My sinuses feel like they are out to get me. My very lovely yoga teacher, who is also a nutritionist, advised me to stay away from sugars to obtain maximum immunity from illnesses. It was working really well until the Christmas season and its demands on me to consume my body weight in mint chocolate. So I’m back on my no-sugar plan because frankly, pressing my hands dramatically against my sinuses and complaining is getting old.
But back to my protein giggles. My standard of humour is very low. Someone slips on a banana peel? Hysterical. A wedding singer drops the F-bomb in the movie Old School? Side-splitting. But even I did not find The Hangover funny. In fact, I felt like I morphed into some prim elderly lady who is continually shocked by the downfall of society. “A baby in a car with no car seat? That’s just not funny. I mean, that’s irresponsible. I know it’s a movie. I know. But it’s just stupid.” I ended up going to bed mid-movie in protest, which is where I wanted to be anyway – it was past nine o’clock.
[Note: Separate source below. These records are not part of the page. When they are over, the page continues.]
//! Metrics collection for the block node connection pool.

use std::sync::atomic::{AtomicU64, Ordering};

/// Metrics collector for pool activity.
#[derive(Debug, Default)]
pub struct Metrics {
    /// Successful connections established.
    pub connections_established: AtomicU64,

    /// Connection attempts that failed (including closed streams).
    pub connection_failures: AtomicU64,

    /// Nodes abandoned after exhausting their retry budget.
    pub nodes_abandoned: AtomicU64,

    /// Reselection sweeps performed.
    pub reselections: AtomicU64,

    /// Broadcasts fanned out.
    pub broadcasts: AtomicU64,

    /// Per-stream send failures during broadcasts.
    pub send_failures: AtomicU64,
}

impl Metrics {
    /// Create new metrics collector.
    pub fn new() -> Self {
        Self::default()
    }

    /// Record an established connection.
    pub fn record_connected(&self) {
        self.connections_established.fetch_add(1, Ordering::Relaxed);
    }

    /// Record a failed connection attempt or closed stream.
    pub fn record_connection_failure(&self) {
        self.connection_failures.fetch_add(1, Ordering::Relaxed);
    }

    /// Record an abandoned node.
    pub fn record_abandoned(&self) {
        self.nodes_abandoned.fetch_add(1, Ordering::Relaxed);
    }

    /// Record a reselection sweep.
    pub fn record_reselection(&self) {
        self.reselections.fetch_add(1, Ordering::Relaxed);
    }

    /// Record a broadcast and how many of its sends failed.
    pub fn record_broadcast(&self, failures: u64) {
        self.broadcasts.fetch_add(1, Ordering::Relaxed);
        self.send_failures.fetch_add(failures, Ordering::Relaxed);
    }
}
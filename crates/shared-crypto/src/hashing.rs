//! # SHA-384 Hashing
//!
//! One-shot digests, pair combination, and the canonical empty-subtree
//! ladder used to pad incomplete Merkle trees.
//!
//! A fresh `Sha384` context is constructed per call: the digest is stateless
//! and cheap to create, which keeps these helpers free of hidden mutable
//! state shared across threads.

use sha2::{Digest, Sha384};
use shared_types::Hash;

/// One-shot SHA-384 digest.
pub fn sha384(data: &[u8]) -> Hash {
    let digest = Sha384::digest(data);
    let mut hash = [0u8; 48];
    hash.copy_from_slice(&digest);
    Hash(hash)
}

/// Combines two hashes: `SHA384(left || right)`.
pub fn combine(left: &Hash, right: &Hash) -> Hash {
    let mut hasher = Sha384::new();
    hasher.update(left.as_bytes());
    hasher.update(right.as_bytes());
    let digest = hasher.finalize();
    let mut hash = [0u8; 48];
    hash.copy_from_slice(&digest);
    Hash(hash)
}

/// The canonical empty-leaf hash: the digest of zero-length input.
pub fn empty_leaf_hash() -> Hash {
    sha384(&[])
}

/// The canonical empty-subtree ladder: `null[0]` is the empty-leaf hash and
/// `null[h + 1] = combine(null[h], null[h])`. An incomplete tree level `h`
/// is always padded with `null[h]`.
pub fn null_hashes(levels: usize) -> Vec<Hash> {
    let mut ladder = Vec::with_capacity(levels);
    let mut current = empty_leaf_hash();
    for _ in 0..levels {
        ladder.push(current);
        current = combine(&current, &current);
    }
    ladder
}
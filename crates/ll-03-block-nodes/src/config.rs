//! Configuration for the block node connection pool.

use serde::Deserialize;
use std::time::Duration;

use crate::error::{BlockNodeError, Result};

/// One downstream block node.
#[derive(Clone, Debug, Deserialize, PartialEq)]
pub struct BlockNodeConfig {
    /// Endpoint address, unique within the pool.
    pub endpoint: String,
    /// Selection priority; lower connects first.
    pub priority: i32,
    /// Preferred nodes connect unconditionally and survive reselection.
    #[serde(default)]
    pub preferred: bool,
    /// Items per send batch on this node's stream.
    #[serde(default = "default_batch_size")]
    pub batch_size: usize,
}

fn default_batch_size() -> usize {
    256
}

/// Pool-level tuning.
#[derive(Clone, Debug, Deserialize)]
#[serde(default)]
pub struct ConnectionPoolConfig {
    /// Cap on simultaneously connected non-preferred nodes.
    pub max_secondary_connections: usize,
    /// Interval between reselections of non-preferred connections, in
    /// seconds.
    pub reselection_interval_secs: u64,
    /// Retries per node before it is abandoned for the session.
    pub max_retry_attempts: u32,
    /// Delay before the first retry, in milliseconds.
    pub initial_retry_delay_ms: u64,
    /// Multiplier applied to the delay on each further retry.
    pub retry_backoff_multiplier: f64,
}

impl Default for ConnectionPoolConfig {
    fn default() -> Self {
        Self {
            max_secondary_connections: 3,
            reselection_interval_secs: 3600,
            max_retry_attempts: 5,
            initial_retry_delay_ms: 1000,
            retry_backoff_multiplier: 2.0,
        }
    }
}

impl ConnectionPoolConfig {
    /// Validates the configuration.
    pub fn validate(&self) -> Result<()> {
        if self.retry_backoff_multiplier < 1.0 {
            return Err(BlockNodeError::InvalidConfig {
                reason: format!(
                    "retry_backoff_multiplier {} must be at least 1.0",
                    self.retry_backoff_multiplier
                ),
            });
        }
        if self.reselection_interval_secs == 0 {
            return Err(BlockNodeError::InvalidConfig {
                reason: "reselection_interval_secs must be at least 1".into(),
            });
        }
        Ok(())
    }

    /// Interval between reselections.
    pub fn reselection_interval(&self) -> Duration {
        Duration::from_secs(self.reselection_interval_secs)
    }

    /// Delay before retry number `attempt` (1-based):
    /// `initial * multiplier^(attempt - 1)`.
    pub fn retry_delay(&self, attempt: u32) -> Duration {
        let factor = self
            .retry_backoff_multiplier
            .powi(attempt.saturating_sub(1) as i32);
        Duration::from_millis((self.initial_retry_delay_ms as f64 * factor) as u64)
    }
}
We’ve been watching a lot of movies over the holiday. It’s been great to catch up on films from the last decade or so. I gave my husband the X-Men trilogy for Christmas and I now have a small crush on Wolverine. “I can see why Hugh Jackman is so popular!” I kept saying, in step with people newly relieved and annoyed that the whole Y2K phenomenon was such a hoax.
My husband – without me – watched the new Star Trek movie. I have never once seen an episode of Star Trek, and it occurred to me that it is an entire cultural phenomenon that I know absolutely nothing about. Nothing! I grew up with two brothers, both of whom were into superheroes and Star Wars, so I have a whole untapped mental catalogue of information pertaining to those topics, but I have no clue what Star Trek is all about. “Are they like, aliens traveling around in space ships?” I asked my husband. He stared at me for a few moments, then said, “Yes, Nicole. That’s what it’s all about. Aliens traveling around in space ships.”
All of which is to say, I need some more sinus medication. And maybe some protein! Tee hee.